* **WHAT TO WORK ON**: Set the data down once more, in full and exactly.

* **DATA FOR ANALYSIS**:
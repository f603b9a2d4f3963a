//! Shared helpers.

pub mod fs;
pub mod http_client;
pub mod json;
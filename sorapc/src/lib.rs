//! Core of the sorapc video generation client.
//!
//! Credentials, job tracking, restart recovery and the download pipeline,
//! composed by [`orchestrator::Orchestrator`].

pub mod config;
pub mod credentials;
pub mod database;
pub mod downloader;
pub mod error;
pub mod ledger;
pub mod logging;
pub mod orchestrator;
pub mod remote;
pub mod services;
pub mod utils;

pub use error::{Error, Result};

* **ANSWER SPACE**:
repository f603b9a2d4f3963a
//! Shared helpers.

pub mod fs;
pub mod http_client;
pub mod json;
filename sorapc/src/lib.rs
//! Core of the sorapc video generation client.
//!
//! Credentials, job tracking, restart recovery and the download pipeline,
//! composed by [`orchestrator::Orchestrator`].

pub mod config;
pub mod credentials;
pub mod database;
pub mod downloader;
pub mod error;
pub mod ledger;
pub mod logging;
pub mod orchestrator;
pub mod remote;
pub mod services;
pub mod utils;

pub use error::{Error, Result};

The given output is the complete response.